Les journées de décembre 1960 : Le tournant décisif

1
Les journées de décembre 1960 : Le tournant décisif
Google Actualites 24H Algerie

Le 11 décembre 1960, au chant de

                      Min djibalina talaa saoutou el ahrar,

                     Younadina lil istiqlal

le peuple algérien descend dans la rue, la poitrine nue, face aux mitrailleuses françaises. « C’est fini, on ne se taira plus, même s’il faut en mourir », clame –t -il.

Bravant la mort, la jeunesse – qui a grandi dans la guerre –  prend l’initiative et occupe le haut du pavé dans les grandes villes comme Alger, Oran et Constantine, où la population algérienne – les indigènes comme les Européens les appelaient – est surveillée de très près par les officiers français de l’action psychologique, à travers les Sections administratives urbaines (SAU). Le peuple, les mains nues, descend également dans la rue à Philippeville (Skikda), Bône (Annaba) Bougie (Bejaia), Blida, Cherchell, Tlemcen, Orléansville (Chlef) …

Pour illustrer l’ampleur de ces manifestations populaires patriotiques, je voudrais évoquer l’exemple de Belcourt et de la Casbah.
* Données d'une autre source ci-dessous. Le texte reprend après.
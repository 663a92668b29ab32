use rayon::prelude::*;

use crate::dimension::spec::DimensionSpec;
use crate::foundation::core::{Size, SourceImage};
use crate::foundation::error::{PixstackError, PixstackResult};
use crate::operations::Operation;
use crate::render::backend::{BackendKind, BackendPreference, Backends, Renderer};
use crate::render::surface::Surface;

/// Environment override for [`PipelineOpts::preference`].
pub const ENV_RENDERER: &str = "PIXSTACK_RENDERER";
/// Environment override for [`PipelineOpts::dimensions`].
pub const ENV_DIMENSIONS: &str = "PIXSTACK_DIMENSIONS";

/// Caller-facing knobs for one pipeline.
#[derive(Clone, Debug, Default, PartialEq, Eq)]
pub struct PipelineOpts {
    /// Backend preference consulted during construction.
    pub preference: BackendPreference,
    /// Final output size.
    pub dimensions: DimensionSpec,
}

impl PipelineOpts {
    /// Defaults with `PIXSTACK_RENDERER` / `PIXSTACK_DIMENSIONS` applied.
    pub fn from_env() -> PixstackResult<Self> {
        Self::default().with_env_overrides()
    }

    /// Apply environment overrides on top of `self`. Unset or empty variables are ignored.
    pub fn with_env_overrides(self) -> PixstackResult<Self> {
        self.with_overrides(
            std::env::var(ENV_RENDERER).ok().as_deref(),
            std::env::var(ENV_DIMENSIONS).ok().as_deref(),
        )
    }

    pub(crate) fn with_overrides(
        mut self,
        renderer: Option<&str>,
        dimensions: Option<&str>,
    ) -> PixstackResult<Self> {
        if let Some(v) = renderer.filter(|v| !v.trim().is_empty()) {
            self.preference = v.parse()?;
        }
        if let Some(v) = dimensions.filter(|v| !v.trim().is_empty()) {
            self.dimensions = v.parse()?;
        }
        Ok(self)
    }
}

/// Lifecycle of a [`RenderPipeline`]. `Failed` and `Complete` are terminal.
#[derive(Clone, Copy, Debug, PartialEq, Eq)]
pub enum PipelineState {
    Constructed,
    Validating,
    Rendering,
    Finalizing,
    Resizing,
    Complete,
    Failed,
}

/// Counters describing one finished render.
#[derive(Clone, Copy, Debug, PartialEq, Eq)]
pub struct RenderStats {
    /// Backend that produced the output.
    pub backend: BackendKind,
    /// Operations applied, in order.
    pub operations_applied: usize,
    /// Whether `resize_to` ran during the final resizing step.
    pub resized: bool,
}

/// Output of [`RenderPipeline::render`].
#[derive(Clone, Debug, PartialEq, Eq)]
pub struct RenderResult {
    pub surface: Surface,
    pub size: Size,
    pub stats: RenderStats,
}

/// Applies an operation stack to one source image through one renderer.
///
/// The renderer is chosen and initialized from the source at construction. A pipeline renders
/// at most once; after a failure the renderer keeps whatever the operations before the failing
/// one drew (there is no rollback) and the pipeline should be dropped.
pub struct RenderPipeline {
    renderer: Box<dyn Renderer>,
    opts: PipelineOpts,
    state: PipelineState,
    initial_size: Size,
}

impl std::fmt::Debug for RenderPipeline {
    fn fmt(&self, f: &mut std::fmt::Formatter<'_>) -> std::fmt::Result {
        f.debug_struct("RenderPipeline")
            .field("backend", &self.renderer.kind())
            .field("size", &self.renderer.size())
            .field("opts", &self.opts)
            .field("state", &self.state)
            .field("initial_size", &self.initial_size)
            .finish()
    }
}

impl RenderPipeline {
    /// Select a backend from the default [`Backends`] and draw `image` into it.
    pub fn new(image: &SourceImage, opts: PipelineOpts) -> PixstackResult<Self> {
        Self::with_backends(image, opts, &Backends::default())
    }

    #[tracing::instrument(skip_all, fields(size = %image.size(), preference = ?opts.preference))]
    pub fn with_backends(
        image: &SourceImage,
        opts: PipelineOpts,
        backends: &Backends,
    ) -> PixstackResult<Self> {
        let initial_size = image.size();
        let factory = backends.select(opts.preference)?;
        tracing::info!(backend = %factory.kind(), "renderer selected");

        let mut renderer = factory.create(initial_size)?;
        renderer.draw_image(image)?;
        Ok(Self {
            renderer,
            opts,
            state: PipelineState::Constructed,
            initial_size,
        })
    }

    /// Validate every operation, apply them in order, flush, then resize.
    #[tracing::instrument(skip_all, fields(ops = ops.len(), backend = %self.renderer.kind()))]
    pub fn render(&mut self, ops: &[Box<dyn Operation>]) -> PixstackResult<RenderResult> {
        if self.state != PipelineState::Constructed {
            return Err(PixstackError::validation(format!(
                "pipeline already rendered (state {:?})",
                self.state
            )));
        }
        let out = self.run(ops);
        self.state = if out.is_ok() {
            PipelineState::Complete
        } else {
            PipelineState::Failed
        };
        out
    }

    fn run(&mut self, ops: &[Box<dyn Operation>]) -> PixstackResult<RenderResult> {
        self.state = PipelineState::Validating;
        validate_all(ops)?;

        self.state = PipelineState::Rendering;
        for (index, op) in ops.iter().enumerate() {
            tracing::debug!(index, op = op.identifier(), "apply");
            op.render(self.renderer.as_mut())
                .map_err(|e| PixstackError::render_failure(index, op.identifier(), e))?;
        }

        self.state = PipelineState::Finalizing;
        self.renderer.render_final()?;

        self.state = PipelineState::Resizing;
        let current = self.renderer.size();
        let target = self.opts.dimensions.resolve(current)?;
        let resized = target != current;
        if resized {
            tracing::debug!(from = %current, to = %target, "resize");
            self.renderer.resize_to(target)?;
        }

        Ok(RenderResult {
            surface: self.renderer.surface()?,
            size: target,
            stats: RenderStats {
                backend: self.renderer.kind(),
                operations_applied: ops.len(),
                resized,
            },
        })
    }

    pub fn renderer(&self) -> &dyn Renderer {
        self.renderer.as_ref()
    }

    pub fn renderer_mut(&mut self) -> &mut dyn Renderer {
        self.renderer.as_mut()
    }

    pub fn state(&self) -> PipelineState {
        self.state
    }

    /// Source size captured at construction.
    pub fn initial_size(&self) -> Size {
        self.initial_size
    }

    pub fn opts(&self) -> &PipelineOpts {
        &self.opts
    }
}

/// Run every `validate_settings` on the rayon pool; report the first failure in stack order.
fn validate_all(ops: &[Box<dyn Operation>]) -> PixstackResult<()> {
    let results: Vec<PixstackResult<()>> =
        ops.par_iter().map(|op| op.validate_settings()).collect();

    let mut first = None;
    for (index, result) in results.into_iter().enumerate() {
        let Err(e) = result else { continue };
        if first.is_none() {
            first = Some(e);
        } else {
            tracing::warn!(index, error = %e, "additional invalid operation");
        }
    }
    first.map_or(Ok(()), Err)
}

/// Construct a pipeline with `opts` and render `ops` in one go.
pub fn render_image(
    image: &SourceImage,
    ops: &[Box<dyn Operation>],
    opts: PipelineOpts,
) -> PixstackResult<RenderResult> {
    RenderPipeline::new(image, opts)?.render(ops)
}

#[cfg(test)]
#[path = "../../tests/unit/pipeline/render.rs"]
mod tests;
 Belcourt, 10 heures du matin

 Sous une pluie fine, une marée humaine, brandissant le drapeau de l’Algérie combattante, symbole de la nation algérienne, surgit des bidonvilles et des cités de recasement du Vieux Kouba, du Ruisseau, du Clos-Salembier, de Birmandreis, en passant par le Ravin de la Femme Sauvage. Grossie par la foule descendue des hauteurs de Belcourt et des lieux environnants, elle s’approche du quartier européen du Champ-de-manœuvres où s’étaient groupés les partisans de l’Algérie française, menaçants.

Sur fond du chant patriotique Min Djibalina, des milliers de voix entonnent à l’unisson :

                       Vive le GPRA

                       Abbas au pouvoir

                       Algérie musulmane

                       Vive l’ALN !

                       Vive le FLN !                     

« C’est un spectacle qui coupe le souffle, écrit un journaliste français. La rue Albert – Rozet (laaguiba comme les enfants de Belcourt la nomment), une ruelle de 3 mètres de large, qui descend sur près de 800 mètres des hauteurs de Belcourt, semble prête à éclater sous la tempête qui s’y déchaîne. 5000 Musulmans  sont entassés et brandissent des drapeaux vert et blanc à croissant rouge, des pancartes » 

Algérie indépendante

                       Libérez Ben Bella

                       Referendum sous contrôle de l’O N U

                       Lagaillarde au poteau

Au premier rang, des jeunes – qui étaient adolescents le 1er novembre 1954 – lèvent le poing. Derrière eux, des jeunes de leur âge, juchés sur des épaules, brandissent des pancartes « Vive le FLN ». Sur une large banderole barrant la rue de Lyon (aujourd’hui Mohamed Belouezdad), est écrit en grosses lettres

                        Négociations avec le GPRA.                   

en réponse au général de Gaulle, Président de la République française, qui, avant d’entamer son voyage en Algérie au mois de décembre 1960, avait réaffirmé son refus de discuter avec le GPRA de l’avenir de l’Algérie, lors d’un discours prononcé à Paris le 4 novembre, un mois auparavant.  Le but de son voyage en Algérie, minutieusement préparé, était de présenter aux corps constitués son projet de loi qu’il devait soumettre à référendum le 8 janvier 1961. Le projet de loi portait sur la mise en place d’un Parlement et d’un exécutif algérien « qui, une fois établis, détermineront, en temps utile, la date et les modalités du référendum d’autodétermination ». « Construire l’Algérie algérienne sans et contre le FLN », affirmait Bernard Tricot, collaborateur immédiat de de Gaulle. C’est cette politique que les officiers de l’action psychologique voulaient faire plébisciter par les Algériens.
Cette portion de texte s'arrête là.